■ Items listed in a dataset
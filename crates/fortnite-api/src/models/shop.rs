//! The item shop.

use super::{
    Asset, CosmeticBr, CosmeticCar, CosmeticInstrument, CosmeticLegoKit, CosmeticTrack,
    NewDisplayAsset,
};
use chrono::{DateTime, Utc};
use fortnite_api_core::construct::Construct;
use fortnite_api_core::enums::{BannerIntensity, TileSize};
use fortnite_api_core::{impl_identity, time, LazyList, ResponseFlags};
use serde::{Deserialize, Serialize};

/// The current item shop.
#[derive(Debug, Clone, Default, PartialEq, Serialize, Deserialize)]
#[serde(rename_all = "camelCase")]
pub struct Shop {
    /// Hash of the shop contents.
    #[serde(default, skip_serializing_if = "Option::is_none")]
    pub hash: Option<String>,
    /// When the shop rotated.
    #[serde(default, with = "time::utc_opt", skip_serializing_if = "Option::is_none")]
    pub date: Option<DateTime<Utc>>,
    /// The V-Bucks icon.
    #[serde(default, skip_serializing_if = "Option::is_none")]
    pub vbuck_icon: Option<Asset>,
    /// Offers in the shop.
    #[serde(default)]
    pub entries: LazyList<ShopEntry>,
}

impl Shop {
    /// Entry with the given offer id, building entries up to it.
    pub fn find_offer(&self, offer_id: &str) -> Option<fortnite_api_core::Result<&ShopEntry>> {
        self.entries.iter().find(|entry| {
            entry
                .as_ref()
                .map_or(true, |entry| entry.offer_id.as_deref() == Some(offer_id))
        })
    }
}

impl Construct for Shop {
    fn apply_flags(&mut self, flags: ResponseFlags) {
        self.entries.bind_flags(flags);
    }
}

/// Bundle details of an offer.
#[derive(Debug, Clone, Default, PartialEq, Eq, Serialize, Deserialize)]
#[serde(rename_all = "camelCase")]
pub struct ShopEntryBundle {
    /// Bundle name.
    #[serde(default)]
    pub name: String,
    /// Short info line, e.g. "2 items".
    #[serde(default, skip_serializing_if = "Option::is_none")]
    pub info: Option<String>,
    /// Bundle image.
    #[serde(default, skip_serializing_if = "Option::is_none")]
    pub image: Option<Asset>,
}

/// Banner shown on an offer tile.
#[derive(Debug, Clone, Default, PartialEq, Eq, Serialize, Deserialize)]
#[serde(rename_all = "camelCase")]
pub struct ShopEntryBanner {
    /// Localized banner text.
    #[serde(default)]
    pub value: String,
    /// Emphasis.
    #[serde(default)]
    pub intensity: BannerIntensity,
    /// Internal banner name.
    #[serde(default, skip_serializing_if = "Option::is_none")]
    pub backend_value: Option<String>,
}

/// Tag attached to an offer.
#[derive(Debug, Clone, Default, PartialEq, Eq, Serialize, Deserialize)]
#[serde(rename_all = "camelCase")]
pub struct ShopEntryOfferTag {
    /// Tag id.
    #[serde(default)]
    pub id: String,
    /// Localized tag text.
    #[serde(default)]
    pub text: String,
}

/// Section of the shop an offer is placed in.
#[derive(Debug, Clone, Serialize, Deserialize)]
#[serde(rename_all = "camelCase")]
pub struct ShopEntryLayout {
    /// Layout id.
    pub id: String,
    /// Section name.
    #[serde(default)]
    pub name: String,
    /// Section category.
    #[serde(default, skip_serializing_if = "Option::is_none")]
    pub category: Option<String>,
    /// Position of the section.
    #[serde(default)]
    pub index: i32,
    /// Rank of the section.
    #[serde(default)]
    pub rank: i32,
    /// When offers the player cannot buy are shown.
    #[serde(default, skip_serializing_if = "Option::is_none")]
    pub show_ineligible_offers: Option<String>,
    /// Section background.
    #[serde(default, skip_serializing_if = "Option::is_none")]
    pub background: Option<Asset>,
    /// Whether tiles use the wide preview.
    #[serde(default)]
    pub use_wide_preview: bool,
    /// How tiles are displayed.
    #[serde(default, skip_serializing_if = "Option::is_none")]
    pub display_type: Option<String>,
}

impl Construct for ShopEntryLayout {}

/// Colors of an offer tile.
#[derive(Debug, Clone, Default, PartialEq, Eq, Serialize, Deserialize)]
#[serde(rename_all = "camelCase")]
pub struct ShopEntryColors {
    /// First gradient color.
    #[serde(default, skip_serializing_if = "Option::is_none")]
    pub color1: Option<String>,
    /// Second gradient color.
    #[serde(default, skip_serializing_if = "Option::is_none")]
    pub color2: Option<String>,
    /// Third gradient color.
    #[serde(default, skip_serializing_if = "Option::is_none")]
    pub color3: Option<String>,
    /// Background color of the text.
    #[serde(default, skip_serializing_if = "Option::is_none")]
    pub text_background_color: Option<String>,
}

/// One offer in the shop.
#[derive(Debug, Clone, Default, PartialEq, Serialize, Deserialize)]
#[serde(rename_all = "camelCase")]
pub struct ShopEntry {
    /// Price before discounts, in V-Bucks.
    #[serde(default)]
    pub regular_price: i32,
    /// Price actually charged, in V-Bucks.
    #[serde(default)]
    pub final_price: i32,
    /// Internal offer name.
    #[serde(default, skip_serializing_if = "Option::is_none")]
    pub dev_name: Option<String>,
    /// Offer id.
    #[serde(default, skip_serializing_if = "Option::is_none")]
    pub offer_id: Option<String>,
    /// When the offer entered the shop.
    #[serde(default, with = "time::utc_opt", skip_serializing_if = "Option::is_none")]
    pub in_date: Option<DateTime<Utc>>,
    /// When the offer leaves the shop.
    #[serde(default, with = "time::utc_opt", skip_serializing_if = "Option::is_none")]
    pub out_date: Option<DateTime<Utc>>,
    /// Bundle details, for bundles.
    #[serde(default, skip_serializing_if = "Option::is_none")]
    pub bundle: Option<ShopEntryBundle>,
    /// Tile banner.
    #[serde(default, skip_serializing_if = "Option::is_none")]
    pub banner: Option<ShopEntryBanner>,
    /// Offer tag.
    #[serde(default, skip_serializing_if = "Option::is_none")]
    pub offer_tag: Option<ShopEntryOfferTag>,
    /// Whether the offer can be gifted.
    #[serde(default)]
    pub giftable: bool,
    /// Whether the offer can be refunded.
    #[serde(default)]
    pub refundable: bool,
    /// Sort priority within the section.
    #[serde(default)]
    pub sort_priority: i32,
    /// Id of the layout.
    #[serde(default, skip_serializing_if = "Option::is_none")]
    pub layout_id: Option<String>,
    /// Section the offer is placed in.
    #[serde(default, skip_serializing_if = "Option::is_none")]
    pub layout: Option<ShopEntryLayout>,
    /// Tile colors.
    #[serde(default, skip_serializing_if = "Option::is_none")]
    pub colors: Option<ShopEntryColors>,
    /// Material of the tile background.
    #[serde(default, skip_serializing_if = "Option::is_none")]
    pub tile_background_material: Option<String>,
    /// Width of the tile.
    #[serde(default)]
    pub tile_size: TileSize,
    /// Display asset path; requires [`ResponseFlags::INCLUDE_PATHS`].
    #[serde(default, skip_serializing_if = "Option::is_none")]
    pub display_asset_path: Option<String>,
    /// New display asset path; requires [`ResponseFlags::INCLUDE_PATHS`].
    #[serde(default, skip_serializing_if = "Option::is_none")]
    pub new_display_asset_path: Option<String>,
    /// Display asset rendering the tile.
    #[serde(default, skip_serializing_if = "Option::is_none")]
    pub new_display_asset: Option<NewDisplayAsset>,
    /// Battle Royale items in the offer.
    #[serde(default)]
    pub br_items: LazyList<CosmeticBr>,
    /// Jam tracks in the offer.
    #[serde(default)]
    pub tracks: LazyList<CosmeticTrack>,
    /// Instruments in the offer.
    #[serde(default)]
    pub instruments: LazyList<CosmeticInstrument>,
    /// Cars in the offer.
    #[serde(default)]
    pub cars: LazyList<CosmeticCar>,
    /// LEGO kits in the offer.
    #[serde(default)]
    pub lego_kits: LazyList<CosmeticLegoKit>,
}

impl ShopEntry {
    /// Discount in V-Bucks.
    #[must_use]
    pub const fn discount(&self) -> i32 {
        self.regular_price - self.final_price
    }

    /// Number of items of every kind in the offer.
    #[must_use]
    pub fn item_count(&self) -> usize {
        self.br_items.len()
            + self.tracks.len()
            + self.instruments.len()
            + self.cars.len()
            + self.lego_kits.len()
    }
}

impl Construct for ShopEntry {
    fn apply_flags(&mut self, flags: ResponseFlags) {
        flags.clear_unless(ResponseFlags::INCLUDE_PATHS, &mut self.display_asset_path);
        flags.clear_unless(ResponseFlags::INCLUDE_PATHS, &mut self.new_display_asset_path);
        self.br_items.bind_flags(flags);
        self.tracks.bind_flags(flags);
        self.instruments.bind_flags(flags);
        self.cars.bind_flags(flags);
        self.lego_kits.bind_flags(flags);
    }
}

impl_identity!(ShopEntryLayout);
//! Cosmetics added in the latest game update.

use super::{
    CosmeticBr, CosmeticCar, CosmeticInstrument, CosmeticLegoKit, CosmeticTrack, VariantBean,
    VariantLego,
};
use chrono::{DateTime, Utc};
use fortnite_api_core::construct::{null_as_default, Construct};
use fortnite_api_core::{time, LazyList, ResponseFlags};
use serde::{Deserialize, Serialize};

/// Content hashes of the new cosmetics, per category.
#[derive(Debug, Clone, Default, PartialEq, Eq, Serialize, Deserialize)]
#[serde(rename_all = "camelCase")]
pub struct NewCosmeticsHashes {
    /// Hash over every category.
    #[serde(default, skip_serializing_if = "Option::is_none")]
    pub all: Option<String>,
    /// Battle Royale.
    #[serde(default, skip_serializing_if = "Option::is_none")]
    pub br: Option<String>,
    /// Jam tracks.
    #[serde(default, skip_serializing_if = "Option::is_none")]
    pub tracks: Option<String>,
    /// Instruments.
    #[serde(default, skip_serializing_if = "Option::is_none")]
    pub instruments: Option<String>,
    /// Cars.
    #[serde(default, skip_serializing_if = "Option::is_none")]
    pub cars: Option<String>,
    /// LEGO variants.
    #[serde(default, skip_serializing_if = "Option::is_none")]
    pub lego: Option<String>,
    /// LEGO kits.
    #[serde(default, skip_serializing_if = "Option::is_none")]
    pub lego_kits: Option<String>,
    /// Bean variants.
    #[serde(default, skip_serializing_if = "Option::is_none")]
    pub beans: Option<String>,
}

/// When each category last received new cosmetics.
#[derive(Debug, Clone, Default, PartialEq, Eq, Serialize, Deserialize)]
#[serde(rename_all = "camelCase")]
pub struct NewCosmeticsLastAdditions {
    /// Any category.
    #[serde(default, with = "time::utc_opt", skip_serializing_if = "Option::is_none")]
    pub all: Option<DateTime<Utc>>,
    /// Battle Royale.
    #[serde(default, with = "time::utc_opt", skip_serializing_if = "Option::is_none")]
    pub br: Option<DateTime<Utc>>,
    /// Jam tracks.
    #[serde(default, with = "time::utc_opt", skip_serializing_if = "Option::is_none")]
    pub tracks: Option<DateTime<Utc>>,
    /// Instruments.
    #[serde(default, with = "time::utc_opt", skip_serializing_if = "Option::is_none")]
    pub instruments: Option<DateTime<Utc>>,
    /// Cars.
    #[serde(default, with = "time::utc_opt", skip_serializing_if = "Option::is_none")]
    pub cars: Option<DateTime<Utc>>,
    /// LEGO variants.
    #[serde(default, with = "time::utc_opt", skip_serializing_if = "Option::is_none")]
    pub lego: Option<DateTime<Utc>>,
    /// LEGO kits.
    #[serde(default, with = "time::utc_opt", skip_serializing_if = "Option::is_none")]
    pub lego_kits: Option<DateTime<Utc>>,
    /// Bean variants.
    #[serde(default, with = "time::utc_opt", skip_serializing_if = "Option::is_none")]
    pub beans: Option<DateTime<Utc>>,
}

/// New cosmetics, per category.
#[derive(Debug, Clone, Default, PartialEq, Serialize, Deserialize)]
#[serde(rename_all = "camelCase")]
pub struct NewCosmeticsItems {
    /// Battle Royale.
    #[serde(default)]
    pub br: LazyList<CosmeticBr>,
    /// Jam tracks.
    #[serde(default)]
    pub tracks: LazyList<CosmeticTrack>,
    /// Instruments.
    #[serde(default)]
    pub instruments: LazyList<CosmeticInstrument>,
    /// Cars.
    #[serde(default)]
    pub cars: LazyList<CosmeticCar>,
    /// LEGO variants.
    #[serde(default)]
    pub lego: LazyList<VariantLego>,
    /// LEGO kits.
    #[serde(default)]
    pub lego_kits: LazyList<CosmeticLegoKit>,
    /// Bean variants.
    #[serde(default)]
    pub beans: LazyList<VariantBean>,
}

/// One category of new cosmetics.
#[derive(Debug)]
pub struct NewCosmetic<'a, T> {
    /// Content hash of the category.
    pub hash: Option<&'a str>,
    /// When the category last received new cosmetics.
    pub last_addition: Option<DateTime<Utc>>,
    /// The new cosmetics.
    pub items: &'a LazyList<T>,
}

/// Cosmetics added in the latest game update.
#[derive(Debug, Clone, Default, PartialEq, Serialize, Deserialize)]
#[serde(rename_all = "camelCase")]
pub struct NewCosmetics {
    /// Current game build.
    #[serde(default)]
    pub build: String,
    /// Build before the update.
    #[serde(default)]
    pub previous_build: String,
    /// When the update was processed.
    #[serde(default, with = "time::utc_opt", skip_serializing_if = "Option::is_none")]
    pub date: Option<DateTime<Utc>>,
    /// Hashes per category.
    #[serde(default, deserialize_with = "null_as_default")]
    pub hashes: NewCosmeticsHashes,
    /// Last additions per category.
    #[serde(default, deserialize_with = "null_as_default")]
    pub last_additions: NewCosmeticsLastAdditions,
    /// Items per category.
    #[serde(default, deserialize_with = "null_as_default")]
    pub items: NewCosmeticsItems,
}

impl NewCosmetics {
    /// Hash over every category.
    #[must_use]
    pub fn global_hash(&self) -> Option<&str> {
        self.hashes.all.as_deref()
    }

    /// When any category last received new cosmetics.
    #[must_use]
    pub const fn global_last_addition(&self) -> Option<DateTime<Utc>> {
        self.last_additions.all
    }

    /// New Battle Royale cosmetics.
    #[must_use]
    pub fn br(&self) -> NewCosmetic<'_, CosmeticBr> {
        NewCosmetic {
            hash: self.hashes.br.as_deref(),
            last_addition: self.last_additions.br,
            items: &self.items.br,
        }
    }

    /// New jam tracks.
    #[must_use]
    pub fn tracks(&self) -> NewCosmetic<'_, CosmeticTrack> {
        NewCosmetic {
            hash: self.hashes.tracks.as_deref(),
            last_addition: self.last_additions.tracks,
            items: &self.items.tracks,
        }
    }

    /// New instruments.
    #[must_use]
    pub fn instruments(&self) -> NewCosmetic<'_, CosmeticInstrument> {
        NewCosmetic {
            hash: self.hashes.instruments.as_deref(),
            last_addition: self.last_additions.instruments,
            items: &self.items.instruments,
        }
    }

    /// New cars.
    #[must_use]
    pub fn cars(&self) -> NewCosmetic<'_, CosmeticCar> {
        NewCosmetic {
            hash: self.hashes.cars.as_deref(),
            last_addition: self.last_additions.cars,
            items: &self.items.cars,
        }
    }

    /// New LEGO variants.
    #[must_use]
    pub fn lego(&self) -> NewCosmetic<'_, VariantLego> {
        NewCosmetic {
            hash: self.hashes.lego.as_deref(),
            last_addition: self.last_additions.lego,
            items: &self.items.lego,
        }
    }

    /// New LEGO kits.
    #[must_use]
    pub fn lego_kits(&self) -> NewCosmetic<'_, CosmeticLegoKit> {
        NewCosmetic {
            hash: self.hashes.lego_kits.as_deref(),
            last_addition: self.last_additions.lego_kits,
            items: &self.items.lego_kits,
        }
    }

    /// New bean variants.
    #[must_use]
    pub fn beans(&self) -> NewCosmetic<'_, VariantBean> {
        NewCosmetic {
            hash: self.hashes.beans.as_deref(),
            last_addition: self.last_additions.beans,
            items: &self.items.beans,
        }
    }
}

impl Construct for NewCosmetics {
    fn apply_flags(&mut self, flags: ResponseFlags) {
        let items = &mut self.items;
        items.br.bind_flags(flags);
        items.tracks.bind_flags(flags);
        items.instruments.bind_flags(flags);
        items.cars.bind_flags(flags);
        items.lego.bind_flags(flags);
        items.lego_kits.bind_flags(flags);
        items.beans.bind_flags(flags);
    }
}

#[cfg(test)]
mod tests {
    use super::*;
    use chrono::TimeZone;
    use serde_json::json;

    #[test]
    fn categories_pair_hash_date_and_items() {
        let new = NewCosmetics::construct(
            json!({
                "build": "++Fortnite+Release-31.10-CL-36874825",
                "previousBuild": "++Fortnite+Release-31.00-CL-36443542",
                "date": "2024-08-27T14:03:11Z",
                "hashes": {"all": "a1", "br": "b2", "tracks": null},
                "lastAdditions": {"all": "2024-08-27T14:03:11Z", "br": "2024-08-27T14:03:11Z"},
                "items": {
                    "br": [{"id": "CID_A_001", "path": "Athena/CID_A_001"}],
                    "tracks": null
                }
            }),
            ResponseFlags::INCLUDE_NOTHING,
        )
        .unwrap();

        let added = Utc.with_ymd_and_hms(2024, 8, 27, 14, 3, 11).unwrap();
        assert_eq!(new.global_hash(), Some("a1"));
        assert_eq!(new.global_last_addition(), Some(added));

        let br = new.br();
        assert_eq!(br.hash, Some("b2"));
        assert_eq!(br.last_addition, Some(added));
        assert_eq!(br.items.len(), 1);
        assert_eq!(br.items.first().unwrap().unwrap().path, None);

        let tracks = new.tracks();
        assert_eq!(tracks.hash, None);
        assert!(tracks.items.is_empty());
        assert!(new.beans().items.is_empty());
    }
}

■ Work instructions
Which lines of the data above contain "NewCosmeticsItems"? Copy each one.

■ Reply to the exercise
pub struct NewCosmeticsItems {
    pub items: NewCosmeticsItems,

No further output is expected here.